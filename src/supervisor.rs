use std::sync::Arc;

use log::info;

use crate::attack_state::AttackState;
use crate::attack_trigger::{AttackTrigger, TriggerReport};
use crate::error::Result;
use crate::victim_monitor::{MonitorReport, VictimMonitor};
use crate::worker::Worker;

const MONITOR_THREAD: &str = "victim-monitor";
const TRIGGER_THREAD: &str = "attack-trigger";

/// Outcome of both loops after a shutdown
#[derive(Debug)]
pub struct ShutdownReport {
    pub monitor: MonitorReport,
    pub trigger: TriggerReport,
}

/// Runs the victim monitor and the attack trigger side by side.
///
/// Both loops live on their own named thread and share one `AttackState`.
/// Shutdown raises both stop flags and waits for both threads, which close
/// their serial connections on the way out. Dropping a running supervisor
/// stops and joins each worker in turn.
pub struct Supervisor {
    state: Arc<AttackState>,
    monitor: Worker<MonitorReport>,
    trigger: Worker<TriggerReport>,
}

impl Supervisor {
    /// Reset the shared state and start both loops.
    ///
    /// # Arguments
    ///
    /// * `monitor` - Victim monitor, built on the same `state`.
    /// * `trigger` - Attack trigger, built on the same `state`.
    /// * `state` - Coordination state shared by both loops.
    ///
    /// # Returns
    ///
    /// * `Ok(Supervisor)` - Both threads are running.
    /// * `Err(GlitchError::Spawn)` - A thread could not be created. A loop that
    ///   already started is stopped again before this returns.
    pub fn start(
        monitor: VictimMonitor,
        trigger: AttackTrigger,
        state: Arc<AttackState>,
    ) -> Result<Self> {
        state.reset();

        let monitor_stop = Arc::clone(&state);
        let monitor = Worker::start(
            MONITOR_THREAD,
            move || monitor_stop.cancel_monitor(),
            move || monitor.run(),
        )?;
        let trigger_stop = Arc::clone(&state);
        // On error the monitor worker is dropped here, which stops and joins it
        let trigger = Worker::start(
            TRIGGER_THREAD,
            move || trigger_stop.cancel_attack_loop(),
            move || trigger.run(),
        )?;

        info!("Supervisor started both loops");
        Ok(Self {
            state,
            monitor,
            trigger,
        })
    }

    pub fn state(&self) -> &Arc<AttackState> {
        &self.state
    }

    /// True while both loops are still running
    pub fn is_running(&self) -> bool {
        !self.monitor.is_finished() && !self.trigger.is_finished()
    }

    /// True once neither loop is left running
    pub fn has_stopped(&self) -> bool {
        self.monitor.is_finished() && self.trigger.is_finished()
    }

    /// Stop both loops and wait for them.
    ///
    /// Both stop flags are raised before either thread is joined, so the
    /// loops wind down in parallel.
    pub fn shutdown(self) -> Result<ShutdownReport> {
        let Supervisor {
            monitor, trigger, ..
        } = self;
        monitor.request_stop();
        trigger.request_stop();

        let monitor = monitor.join();
        let trigger = trigger.join();
        info!("Supervisor stopped both loops");
        Ok(ShutdownReport {
            monitor: monitor?,
            trigger: trigger?,
        })
    }
}
use clap::Parser;
use std::sync::atomic::{AtomicBool, Ordering};
use std::sync::Arc;
use std::thread::sleep;
use std::time::Duration;

use fault_orchestrator::output;
use fault_orchestrator::prelude::*;

/// How often the main thread looks at the stop signal
const SIGNAL_POLL: Duration = Duration::from_millis(100);

/// Program to fire a fault injection board on boot markers of a victim board
///
fn main() -> Result<(), String> {
    // Get parameter from command line
    let args = Args::parse();

    // Load config file if provided, otherwise start from the defaults
    let mut config = match &args.config {
        Some(path) => {
            println!("Loading configuration from: {}", path.display());
            Config::from_file(path)?
        }
        None => Config::default(),
    };
    config.override_with_args(&args);
    config.validate().map_err(|e| e.to_string())?;

    // Switch on with: RUST_LOG=debug
    env_logger::Builder::from_env(
        env_logger::Env::default().default_filter_or(config.log_level.as_str()),
    )
    .init();

    println!(
        "--- Fault injection orchestrator: v{} ---\n",
        env!("CARGO_PKG_VERSION")
    );

    let fault_settings = config.fault_port_settings().map_err(|e| e.to_string())?;
    let mut probe = SerialTransport::new(fault_settings.clone());
    if !probe.is_valid_connection() {
        return Err(format!(
            "Fault board not reachable on {}",
            fault_settings.port
        ));
    }
    println!(
        "Fault board on {} at {} baud",
        fault_settings.port, fault_settings.baud
    );

    let state = Arc::new(AttackState::new(config.attack_config()));
    let (events, receiver) = EventSink::channel();
    let printer = output::spawn_printer(receiver).map_err(|e| e.to_string())?;

    let result = if config.standalone {
        run_standalone(&config, fault_settings, state, events)
    } else {
        run_supervised(&config, fault_settings, state, events)
    };

    // All sinks are gone at this point, the printer drains and ends
    printer.join().map_err(|e| e.to_string())?;
    result
}

/// Fire one framed sequence and exit
fn run_standalone(
    config: &Config,
    fault_settings: PortSettings,
    state: Arc<AttackState>,
    events: EventSink,
) -> Result<(), String> {
    println!("\nStandalone attack:");
    state.set_sequence_mode(SequenceMode::Full);
    let mut trigger = AttackTrigger::new(
        SerialTransport::new(fault_settings),
        state,
        config.trigger_options(),
        events,
    );
    let pulses = trigger.fire_once().map_err(|e| e.to_string())?;
    println!("Standalone attack finished, {} pulse(s) sent", pulses);
    Ok(())
}

/// Watch the victim and fire on every launch marker until SIGINT or SIGTERM
fn run_supervised(
    config: &Config,
    fault_settings: PortSettings,
    state: Arc<AttackState>,
    events: EventSink,
) -> Result<(), String> {
    let victim_settings = config.victim_port_settings().map_err(|e| e.to_string())?;

    let stop = Arc::new(AtomicBool::new(false));
    for signal in [signal_hook::consts::SIGINT, signal_hook::consts::SIGTERM] {
        signal_hook::flag::register(signal, Arc::clone(&stop))
            .map_err(|e| format!("Failed to install signal handler: {}", e))?;
    }

    let monitor = VictimMonitor::new(
        SerialTransport::new(victim_settings),
        Arc::clone(&state),
        config.markers(),
        events.clone(),
    );
    let trigger = AttackTrigger::new(
        SerialTransport::new(fault_settings),
        Arc::clone(&state),
        config.trigger_options(),
        events,
    );

    println!("\nWaiting for launch marker \"{}\" (Ctrl-C to stop)", config.launch_marker);
    let supervisor = Supervisor::start(monitor, trigger, state).map_err(|e| e.to_string())?;
    // A loop that ends on its own leaves the other one running until a signal
    let mut degraded = false;
    while !stop.load(Ordering::SeqCst) && !supervisor.has_stopped() {
        if !degraded && !supervisor.is_running() {
            log::warn!("One loop ended on its own, the other keeps running until Ctrl-C");
            degraded = true;
        }
        sleep(SIGNAL_POLL);
    }
    if !stop.load(Ordering::SeqCst) {
        log::warn!("Both loops ended on their own, shutting down");
    }

    let report = supervisor.shutdown().map_err(|e| e.to_string())?;
    print_summary(&report);
    Ok(())
}

fn print_summary(report: &ShutdownReport) {
    println!("\nSummary:");
    println!(
        "  Victim:  {} lines, {} launch markers ({:?})",
        report.monitor.lines_read, report.monitor.triggers_requested, report.monitor.exit
    );
    println!(
        "  Attack:  {} sequences, {} pulses, {} aborted ({:?})",
        report.trigger.sequences,
        report.trigger.pulses_sent,
        report.trigger.send_failures,
        report.trigger.exit
    );
}
use std::io::{self, Write};

use colored::Colorize;
use crossbeam_channel::Receiver;

use crate::error::Result;
use crate::events::AttackEvent;
use crate::worker::Worker;

/// Console line for one event.
///
/// Failure markers and errors are printed in red so they stand out from the
/// victim's regular boot log. A blank victim line turns into a separator.
pub fn render(event: &AttackEvent) -> String {
    match event {
        AttackEvent::Info(message) => message.normal().to_string(),
        AttackEvent::VictimLine(line) => format!("  {}", line),
        AttackEvent::VictimFailure(line) => format!("  {}", line).red().bold().to_string(),
        AttackEvent::ClearDisplay => String::new(),
        AttackEvent::TriggerRequested { line, fresh: true } => {
            format!("  {}  <- trigger", line).yellow().bold().to_string()
        }
        AttackEvent::TriggerRequested { line, fresh: false } => {
            format!("  {}  <- trigger already pending", line).yellow().to_string()
        }
        AttackEvent::Rearmed { line, released } => {
            let note = if *released { "  <- re-armed" } else { "" };
            format!("  {}{}", line, note).cyan().to_string()
        }
        AttackEvent::SequenceStarted { pulses } => {
            format!("Firing {} pulse(s)", pulses).green().to_string()
        }
        AttackEvent::CommandSent(command) => format!("  -> {}", command).dimmed().to_string(),
        AttackEvent::PulseSent { index, total } => {
            format!("  Pulse {}/{}", index, total).magenta().to_string()
        }
        AttackEvent::SequenceFinished { pulses } => {
            format!("Sequence done, {} pulse(s) sent", pulses)
                .green()
                .bold()
                .to_string()
        }
        AttackEvent::Error(message) => format!("Error: {}", message).red().to_string(),
    }
}

/// Write every received event until all senders are gone.
///
/// Returns the number of events written.
pub fn print_events<W: Write>(receiver: &Receiver<AttackEvent>, out: &mut W) -> io::Result<usize> {
    let mut count = 0;
    while let Ok(event) = receiver.recv() {
        writeln!(out, "{}", render(&event))?;
        out.flush()?;
        count += 1;
    }
    Ok(count)
}

/// Print events to stdout on a background thread.
///
/// The thread ends once every `EventSink` is dropped, so the loops must be
/// shut down before the printer is joined.
pub fn spawn_printer(receiver: Receiver<AttackEvent>) -> Result<Worker<usize>> {
    Worker::start(
        "console-output",
        || {},
        move || {
            let stdout = io::stdout();
            print_events(&receiver, &mut stdout.lock()).unwrap_or_else(|e| {
                log::warn!("Console output stopped: {}", e);
                0
            })
        },
    )
}
use std::io::{self, Read, Write};
use std::sync::Arc;
use std::time::Duration;

use log::{debug, info};

use crate::command::CommandCode;
use crate::error::{GlitchError, Result};

/// Terminator appended to every command sent to a board
pub const LINE_TERMINATOR: &[u8] = b"\n\r";

/// Read timeout of the serial device; bounds the latency of a cancellation
pub const DEFAULT_POLL_INTERVAL: Duration = Duration::from_millis(100);

/// Unterminated input longer than this is handed out as a line of its own
pub const MAX_LINE_LENGTH: usize = 1024;

const READ_CHUNK: usize = 256;

/// Port name, baud rate and poll interval of one board connection.
#[derive(Clone, Debug, PartialEq, Eq)]
pub struct PortSettings {
    pub port: String,
    pub baud: u32,
    pub poll_interval: Duration,
}

impl PortSettings {
    pub fn new(port: impl Into<String>, baud: u32) -> Self {
        Self {
            port: port.into(),
            baud,
            poll_interval: DEFAULT_POLL_INTERVAL,
        }
    }

    pub fn with_poll_interval(mut self, poll_interval: Duration) -> Self {
        self.poll_interval = poll_interval;
        self
    }
}

/// Byte level access to an opened serial device.
///
/// `read_chunk` must return within the poll interval of the connection,
/// either with data or with an `io::ErrorKind::TimedOut` error. A read of
/// zero bytes means the device is gone.
pub trait SerialLink: Send {
    fn read_chunk(&mut self, buffer: &mut [u8]) -> io::Result<usize>;
    fn write_bytes(&mut self, data: &[u8]) -> io::Result<()>;
    fn flush_output(&mut self) -> io::Result<()>;
    fn clear_buffers(&mut self) -> io::Result<()>;
}

/// Opens serial links. Replaced by an in-memory implementation in tests.
pub trait Connector: Send + Sync {
    fn connect(&self, settings: &PortSettings) -> io::Result<Box<dyn SerialLink>>;
}

/// Connector for real serial devices
#[derive(Clone, Copy, Debug, Default)]
pub struct SystemConnector;

impl Connector for SystemConnector {
    fn connect(&self, settings: &PortSettings) -> io::Result<Box<dyn SerialLink>> {
        let port = serialport::new(settings.port.as_str(), settings.baud)
            .timeout(settings.poll_interval)
            .open()?;
        Ok(Box::new(port))
    }
}

impl SerialLink for Box<dyn serialport::SerialPort> {
    fn read_chunk(&mut self, buffer: &mut [u8]) -> io::Result<usize> {
        Read::read(self, buffer)
    }

    fn write_bytes(&mut self, data: &[u8]) -> io::Result<()> {
        Write::write_all(self, data)
    }

    fn flush_output(&mut self) -> io::Result<()> {
        Write::flush(self)
    }

    fn clear_buffers(&mut self) -> io::Result<()> {
        self.clear(serialport::ClearBuffer::All)?;
        Ok(())
    }
}

/// Outcome of a cancellable line read.
#[derive(Clone, Debug, PartialEq, Eq)]
pub enum Received {
    /// Complete line without its terminator
    Line(Vec<u8>),
    /// The cancellation predicate fired before a line was complete
    Cancelled,
    /// The device reported end of stream
    Disconnected,
}

/// One serial connection to a board.
///
/// The transport is owned by exactly one loop. It opens lazily on the first
/// send or receive, and releases the device on `close()` or when dropped.
pub struct SerialTransport {
    settings: PortSettings,
    connector: Arc<dyn Connector>,
    link: Option<Box<dyn SerialLink>>,
    pending: Vec<u8>,
}

impl SerialTransport {
    /// Transport for a real serial device
    pub fn new(settings: PortSettings) -> Self {
        Self::with_connector(settings, Arc::new(SystemConnector))
    }

    pub fn with_connector(settings: PortSettings, connector: Arc<dyn Connector>) -> Self {
        Self {
            settings,
            connector,
            link: None,
            pending: Vec::new(),
        }
    }

    pub fn settings(&self) -> &PortSettings {
        &self.settings
    }

    pub fn is_open(&self) -> bool {
        self.link.is_some()
    }

    /// Claim the device and drop whatever is left in its buffers.
    ///
    /// Does nothing if the transport is already open.
    pub fn open(&mut self) -> Result<()> {
        if self.link.is_some() {
            return Ok(());
        }
        let mut link = self
            .connector
            .connect(&self.settings)
            .map_err(|source| GlitchError::Connection {
                port: self.settings.port.clone(),
                source,
            })?;
        link.clear_buffers()
            .map_err(|source| GlitchError::Connection {
                port: self.settings.port.clone(),
                source,
            })?;
        self.pending.clear();
        self.link = Some(link);
        info!(
            "Opened {} at {} baud",
            self.settings.port, self.settings.baud
        );
        Ok(())
    }

    /// Flush and release the device. Returns false if it was not open.
    pub fn close(&mut self) -> bool {
        let Some(mut link) = self.link.take() else {
            return false;
        };
        if let Err(e) = link.flush_output().and_then(|()| link.clear_buffers()) {
            debug!("Ignoring buffer error on close of {}: {}", self.settings.port, e);
        }
        self.pending.clear();
        drop(link);
        info!("Closed {}", self.settings.port);
        true
    }

    /// Discard partially received input and the device buffers
    pub fn reset_buffers(&mut self) -> Result<()> {
        self.pending.clear();
        match self.link.as_mut() {
            Some(link) => link.clear_buffers().map_err(|source| GlitchError::Transport {
                port: self.settings.port.clone(),
                source,
            }),
            None => Ok(()),
        }
    }

    /// Write `data` followed by the line terminator and wait for the flush.
    pub fn send(&mut self, data: &[u8]) -> Result<()> {
        let mut frame = Vec::with_capacity(data.len() + LINE_TERMINATOR.len());
        frame.extend_from_slice(data);
        frame.extend_from_slice(LINE_TERMINATOR);

        let link = self.link()?;
        let result = link.write_bytes(&frame).and_then(|()| link.flush_output());
        result.map_err(|source| GlitchError::Transport {
            port: self.settings.port.clone(),
            source,
        })
    }

    pub fn send_command(&mut self, command: CommandCode) -> Result<()> {
        debug!("{} <- {}", self.settings.port, command);
        self.send(command.encode())
    }

    /// Block until a full line arrived or `cancelled` returns true.
    ///
    /// The device is polled with its read timeout, so a cancellation is seen
    /// at the latest one poll interval after it was requested.
    pub fn receive_line<F>(&mut self, cancelled: F) -> Result<Received>
    where
        F: Fn() -> bool,
    {
        self.link()?;
        let mut chunk = [0u8; READ_CHUNK];
        loop {
            if cancelled() {
                return Ok(Received::Cancelled);
            }
            if let Some(line) = self.take_line() {
                return Ok(Received::Line(line));
            }
            let read = match self.link.as_mut() {
                Some(link) => link.read_chunk(&mut chunk),
                None => return Ok(Received::Disconnected),
            };
            match read {
                Ok(0) => {
                    debug!("End of stream on {}", self.settings.port);
                    return Ok(Received::Disconnected);
                }
                Ok(n) => self.pending.extend_from_slice(&chunk[..n]),
                // Poll interval elapsed without data
                Err(e)
                    if matches!(
                        e.kind(),
                        io::ErrorKind::TimedOut
                            | io::ErrorKind::WouldBlock
                            | io::ErrorKind::Interrupted
                    ) => {}
                Err(source) => {
                    return Err(GlitchError::Transport {
                        port: self.settings.port.clone(),
                        source,
                    })
                }
            }
        }
    }

    /// Probe the device by opening and closing it. Errors are swallowed.
    pub fn is_valid_connection(&mut self) -> bool {
        if self.is_open() {
            return true;
        }
        match self.open() {
            Ok(()) => {
                self.close();
                true
            }
            Err(e) => {
                debug!("Connection probe failed: {}", e);
                false
            }
        }
    }

    fn link(&mut self) -> Result<&mut Box<dyn SerialLink>> {
        self.open()?;
        self.link.as_mut().ok_or_else(|| GlitchError::Connection {
            port: self.settings.port.clone(),
            source: io::Error::new(io::ErrorKind::NotConnected, "link not open"),
        })
    }

    fn take_line(&mut self) -> Option<Vec<u8>> {
        let line: Vec<u8> = match self.pending.iter().position(|&b| b == b'\n') {
            Some(end) => {
                let mut line: Vec<u8> = self.pending.drain(..=end).collect();
                line.pop();
                line
            }
            None if self.pending.len() >= MAX_LINE_LENGTH => {
                let cut = utf8_boundary(&self.pending, MAX_LINE_LENGTH);
                self.pending.drain(..cut).collect()
            }
            None => return None,
        };
        // Boards mix "\r\n" and "\n\r"
        let start = line.iter().position(|&b| b != b'\r').unwrap_or(line.len());
        let end = line
            .iter()
            .rposition(|&b| b != b'\r')
            .map_or(start, |last| last + 1);
        Some(line[start..end].to_vec())
    }
}

/// Largest cut position not after `limit` that keeps a UTF-8 character whole.
///
/// `data` holds at least `limit` bytes. Without a lead byte in the last
/// character width the cut stays at `limit`.
fn utf8_boundary(data: &[u8], limit: usize) -> usize {
    for position in (limit.saturating_sub(3)..limit).rev() {
        let width = match data[position] {
            0x80..=0xBF => continue,
            0xC0..=0xDF => 2,
            0xE0..=0xEF => 3,
            0xF0..=0xF7 => 4,
            _ => 1,
        };
        return if position > 0 && position + width > limit {
            position
        } else {
            limit
        };
    }
    limit
}

impl Drop for SerialTransport {
    fn drop(&mut self) {
        self.close();
    }
}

***

▶ **Problem**: Copy every line of the data where "TimedOut" is found.

▶ **Written response**:
/// either with data or with an `io::ErrorKind::TimedOut` error. A read of
                        io::ErrorKind::TimedOut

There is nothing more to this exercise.